Com certeza que o ciclo noir americano atingiu a notoriedade que ainda hoje é reconhecida pelos imensos seguidores do cinema muito à custa da sua visualidade. Se caracterizarmos o género noir, este aspecto visual entra com todo o propósito em conjunto com outras características transversais, como por exemplo a femme fatale. Mas o que fez o noir foi a imagem, muito mais do que a história em si. Claro que se a narrativa não valer nada, de nada vale uma boa fotografia, mas há que reconhecer que foi o estilo da imagem que deu a identidade.

O filme A Sombra do Caçador (A Night of the Hunter, 1955) merece aqui a referência. Não sendo tipicamente noir no que respeita ao tema ou à forma como é contextualizada a trama, muito dele é escuro oferecendo dos melhores contrastes e composições fotográficas que se fizeram na altura. É que apesar de haver aqui uma certa deriva em relação àquilo que se pode considerar o mainstream da forma explorada no período mais áureo do noir, o facto de se conseguir transportar toda esta carga visual para uma história que bem se podia mostrar às crianças, ainda destaca mais o poder desta característica que torna-se, neste caso, e na simbiose com aquilo que conta, um facto que torna este filme como um dos melhores e mais singulares do género.

abril 04, 2013

A sede do mal ou o toque do diabo

Aos 26 anos Orson Welles realizou o seu primeiro filme que foi o seu legado, Citizen Kane. Tamanho êxito anunciava uma carreira brilhante, mas como é óbvio terá sido difícil acompanhar o grande sucesso. Poderá até haver quem diga que este filme amaldiçoou de certa maneira a sua carreira, um pouco à semelhança daquelas bandas one-hit wonder em que lançam um par de temas e que depois desaparecem. Mas não foi este o caso. Welles não desapareceu e, reconhecendo mesmo que ao longo da sua carreira possamos não encontrar grandes êxitos à dimensão de Citizen Kane, ele continuou a realizar e a interpretar em grande estilo.
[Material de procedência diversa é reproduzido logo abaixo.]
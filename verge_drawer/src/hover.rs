// Copyright 2026 the Verge Authors
// SPDX-License-Identifier: Apache-2.0 OR MIT

//! Hover state helper: track pointer enter/leave over the drawer's root.
//!
//! The tracker is purely local and synchronous; there is no debouncing and
//! no notion of position. It records hover unconditionally — whether the
//! hover actually widens the drawer is decided later by the dimension
//! resolver, so a drawer that enables `expand_on_hover` mid-hover picks up
//! the already-recorded state.

/// Tracks whether the pointer is currently over the drawer.
#[derive(Debug, Clone, Copy, Default)]
pub struct HoverState {
    hovering: bool,
}

impl HoverState {
    /// Records the pointer entering the drawer.
    ///
    /// Returns `true` if this changed the state.
    pub fn pointer_enter(&mut self) -> bool {
        let changed = !self.hovering;
        self.hovering = true;
        changed
    }

    /// Records the pointer leaving the drawer; hover always resets to false.
    ///
    /// Returns `true` if this changed the state.
    pub fn pointer_leave(&mut self) -> bool {
        let changed = self.hovering;
        self.hovering = false;
        changed
    }

    /// Returns `true` while the pointer is over the drawer.
    #[must_use]
    #[inline]
    pub fn is_hovering(&self) -> bool {
        self.hovering
    }
}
O plano que trago é do filme Touch of Evil de 1958 que terá sido provavelmente o último grande filme noir da História. Considerando que é de facto um excelente filme, há uma coisa que desde cedo me atraiu nele e que é provavelmente a razão pela qual gosto tanto do filme: nem mais do que aquela personagem interpretada por Orson Welles. Mal vi Welles na pele daquele polícia alcoólico, velho, gordo e manco, a fumar charuto e a encher a boca de chocolates disse que estava ali um dos seus papéis mais emblemáticos. Há uma dimensão camaleónica em Welles que é impar e que, sempre à sombra de Citizen Kane, não é justamente valorizada. Pois na minha opinião, o que distinguiu Welles de outros actores seus contemporâneos foi essa sua muito própria capacidade de se transformar, foi a forma como ele conseguiu estabelecer uma química com o espectador através da sua presença física e pela intensidade e credibilidade que dava à personagem.
Em Touch of Evil, Orson Welles tinha 43 anos. Nunca é tarde e nem cedo demais para se ser o que tem de ser.



março 30, 2013

O bom Oeste


Quer se goste ou não do género, é um facto indiscutível que dos westerns de Sergio Leone saíram algumas das imagens e dos momentos mais inesquecíveis do cinema. Da sua filmografia destacam-me O Bom, o Mau e o Vilão e Aconteceu no Oeste. Dois westerns brilhantes mas bastante diferentes.

No primeiro encontramos as velhas técnicas e as consolidadas formas tradicionalmente spaghetti e que lhe atribuem uma espécie de característica pop e isso aliado a uma boa história simples e crua resulta num filme que resiste muito bem ao tempo. O pop que confiro ao Bom, o Mau e o Vilão é, neste caso, uma característica positiva. É essa característica pop que vai dar o público ao género e é nessa característica que reside a fórmula que permite a revisitação do estilo como faz Tarantino ou Rodriguez perpetuando assim aqueles elementos mais puros e duros com suas doses de humor à mistura. Há duas cenas no filme que são marcantes: o duelo final entre os três - um absoluto clássico - e quando o Vilão chega ao cemitério e começa numa correria desenfreada à procura da campa dourada ao som de Ecstasy of Gold de Morricone. Grande momento.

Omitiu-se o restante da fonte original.